CD is an enteropathy affecting mainly the proximal small intestine and is due to intolerance to gliadin, a cereal protein present primarily in wheat. The classical symptoms of CD are diarrhea, weight loss, and malnutrition. The severity of gastrointestinal symptoms and clinical signs generally are a reflection of the degree of intestinal malabsorption. Thus, patients with limited mucosal involvement may be devoid of gastrointestinal symptoms but not necessarily spared from extraintestinal complications such as anemia or ostopenia caused by malabsorbtion of iron and/or folate and calcium, respectively. In addition to the variable clinical presentations, several studies have reported a variable clinical course, where the CD symptoms would first appear in infancy with spontaneous remission during adolescence and recurrence at a later stage. Accurate diagnosis of patients with symptomatic or asymptomatic CD is therefore important because strict adherence to a gluten-free diet may prevent neoplastic and systemic complications associated with the disease (28, 31, 62, 74, 75, 94, 115). It has also been suggested that a gluten-free diet instituted on patients with CD early in life would prevent development of type I diabetes in genetically predisposed patients (56, 58, 93).

CD shares many features with autoimmune disorders in general, such as a polygenic mode of inheritance, a strong association with HLA-DQ2 and HLA-DQ8 antigens, the production of a local inflammatory response (lymphocyte infiltration and cytokine production), the presence of autoantibodies in the circulation, female preponderance, and an association with other autoimmune diseases (1, 2, 11, 14, 19, 30, 33, 88, 91, 92, 97, 104). There is a strong association of CD with HLA class II molecules with >90% of CD patients having the HLA-DQ α1∗0501, β1∗0201 heterodimer (19, 88, 91, 92, 117).

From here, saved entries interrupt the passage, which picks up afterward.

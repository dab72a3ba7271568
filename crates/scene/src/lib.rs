pub mod camera;
pub mod picking;
pub mod query;
pub mod spatial;

pub use camera::{CameraSettings, OrbitCamera};
pub use picking::{Ray, intersect_sphere, pick_globe};
pub use query::{NearestCity, NearestOptions, SphereIndex, nearest_city};
pub mod precision;
pub mod sphere;
pub mod vec;

pub use precision::*;
pub use sphere::*;
pub use vec::*;
use foundation::GeoPoint;
use serde_json::Value;

use crate::geometry::{Feature, FeatureCollection, Geometry, PolygonRing, feature_id};

#[derive(Debug, thiserror::Error)]
pub enum GeoJsonError {
    #[error("GeoJSON parse error: {0}")]
    Json(#[from] serde_json::Error),
    #[error("expected GeoJSON FeatureCollection")]
    NotAFeatureCollection,
    #[error("invalid feature at index {index}: {reason}")]
    InvalidFeature { index: usize, reason: String },
}

impl FeatureCollection {
    pub fn from_geojson_str(payload: &str) -> Result<Self, GeoJsonError> {
        let value: Value = serde_json::from_str(payload)?;
        Self::from_geojson_value(&value)
    }

    /// Reads a GeoJSON FeatureCollection.
    ///
    /// Features whose `geometry` is null or absent are kept with
    /// `geometry: None`; consumers skip them.
    pub fn from_geojson_value(value: &Value) -> Result<Self, GeoJsonError> {
        let obj = value
            .as_object()
            .ok_or(GeoJsonError::NotAFeatureCollection)?;
        let ty = obj
            .get("type")
            .and_then(|v| v.as_str())
            .ok_or(GeoJsonError::NotAFeatureCollection)?;
        if ty != "FeatureCollection" {
            return Err(GeoJsonError::NotAFeatureCollection);
        }

        let features_val = obj
            .get("features")
            .and_then(|v| v.as_array())
            .ok_or(GeoJsonError::NotAFeatureCollection)?;

        let mut features = Vec::with_capacity(features_val.len());
        for (index, feat_val) in features_val.iter().enumerate() {
            let feat_obj = feat_val
                .as_object()
                .ok_or_else(|| GeoJsonError::InvalidFeature {
                    index,
                    reason: "feature must be an object".to_string(),
                })?;

            let feat_type = feat_obj
                .get("type")
                .and_then(|v| v.as_str())
                .ok_or_else(|| GeoJsonError::InvalidFeature {
                    index,
                    reason: "feature missing type".to_string(),
                })?;
            if feat_type != "Feature" {
                return Err(GeoJsonError::InvalidFeature {
                    index,
                    reason: format!("unexpected feature type: {feat_type}"),
                });
            }

            let properties = feat_obj
                .get("properties")
                .and_then(|v| v.as_object())
                .cloned()
                .unwrap_or_default();

            let geometry = match feat_obj.get("geometry") {
                None | Some(Value::Null) => None,
                Some(g) => match parse_geometry(g) {
                    Ok(geometry) => Some(geometry),
                    Err(reason) => return Err(GeoJsonError::InvalidFeature { index, reason }),
                },
            };

            features.push(Feature {
                id: feature_id(feat_obj.get("id")),
                properties,
                geometry,
            });
        }

        Ok(Self { features })
    }
}

fn parse_geometry(value: &Value) -> Result<Geometry, String> {
    let obj = value
        .as_object()
        .ok_or("geometry must be an object".to_string())?;
    let ty = obj
        .get("type")
        .and_then(|v| v.as_str())
        .ok_or("geometry missing type".to_string())?;

    let coords = obj
        .get("coordinates")
        .ok_or("geometry missing coordinates".to_string())?;

    match ty {
        "Point" => Ok(Geometry::Point(parse_point(coords)?)),
        "MultiPoint" => Ok(Geometry::MultiPoint(parse_points(coords)?)),
        "LineString" => Ok(Geometry::LineString(parse_points(coords)?)),
        "MultiLineString" => Ok(Geometry::MultiLineString(parse_lines(coords)?)),
        "Polygon" => Ok(Geometry::Polygon(parse_polygon(coords)?)),
        "MultiPolygon" => Ok(Geometry::MultiPolygon(parse_multi_polygon(coords)?)),
        other => Err(format!("unsupported geometry type: {other}")),
    }
}

fn parse_point(coords: &Value) -> Result<GeoPoint, String> {
    let arr = coords
        .as_array()
        .ok_or("position must be an array".to_string())?;
    if arr.len() < 2 {
        return Err("position must have [lon, lat]".to_string());
    }
    let lon = arr[0].as_f64().ok_or("lon must be a number".to_string())?;
    let lat = arr[1].as_f64().ok_or("lat must be a number".to_string())?;
    Ok(GeoPoint::new(lon, lat))
}

fn parse_points(coords: &Value) -> Result<Vec<GeoPoint>, String> {
    let arr = coords
        .as_array()
        .ok_or("coordinates must be an array".to_string())?;
    arr.iter().map(parse_point).collect()
}

fn parse_lines(coords: &Value) -> Result<Vec<Vec<GeoPoint>>, String> {
    let arr = coords
        .as_array()
        .ok_or("MultiLineString coordinates must be an array".to_string())?;
    arr.iter().map(parse_points).collect()
}

fn parse_polygon(coords: &Value) -> Result<Vec<PolygonRing>, String> {
    let rings = coords
        .as_array()
        .ok_or("Polygon coordinates must be an array of rings".to_string())?;
    rings.iter().map(parse_points).collect()
}

fn parse_multi_polygon(coords: &Value) -> Result<Vec<Vec<PolygonRing>>, String> {
    let polys = coords
        .as_array()
        .ok_or("MultiPolygon coordinates must be an array of polygons".to_string())?;
    polys.iter().map(parse_polygon).collect()
}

AUTOIMMUNE ENDOCRINE DISORDERS AND CD

Insulin-dependent diabetes mellitus.

Insulin-dependent (type I) diabetes is an autoimmune disorder characterized by destruction of insulin-producing pancreatic β cells. Type I diabetes primarily affects children and accounts for 10 to 15% of the patients with diabetes. In the United States, a total of approximately 120,000 individuals have type I diabetes (108). Type I diabetes elicits both humoral and cellular immunity characterized by the presence of β-cell-specific autoantibodies and cytotoxic T cells. These autoimmune responses in type I diabetes are not restricted to pancreatic antigens and may also be directed against other autoantigens residing in the thyroid and adrenal glands (26). While there are some indications that type I diabetes may be triggered and possibly accelerated by environmental factors, a 30% concordance rate between monozygotic twins indicates a strong underlying genetic influence.

Genetic susceptibility to type I diabetes has been attributed to more than one gene. The major influence on susceptibility for type I diabetes is imparted by genes mapped to the histocompatibility leukocyte antigen (HLA) locus. The HLA locus maps to chromosome 6 in humans—specifically to 6p21.3, where it is localized to a region of DNA approximately 3 million base pairs (15). This region contains genes for the two major classes of HLA molecules (class I and class II); for the complement components C2, C4, factor B, and 21-hydroxylase; and for tumor necrosis factors alpha and beta. HLA A, B, and C genes control the expression of surface antigens representing class I gene. These molecules are found on all nucleated cells and platelets. The class II region encodes genes that cover approximately 1 million base pairs of the MHC (15). This region is divided into three major subregions: DR, DQ, and DP, where each encodes for at least one pair of α and β chains. Both class I and class II molecules are polymorphic. This polymorphism is further enhanced by the haplotype combinations produced by the mixing of α- and β-chain alleles within the same haplotype; a third level of HLA diversity is obtained by allelic recombination, i.e., mixing the HLA allele products within an individual. For example, the DQ α chain of each haplotype can pair with the DQ β chain from the same haplotype (“cis” pairing) or the opposite encoded haplotype (“trans” pairing). The resulting hypervariability is fundamental for the development of immune protection of a living organism against infectious agents. Each of the variabilities introduced in these molecules is designed to select, bind, and present peptides to the immune system for maximal effectiveness of the consequent reaction.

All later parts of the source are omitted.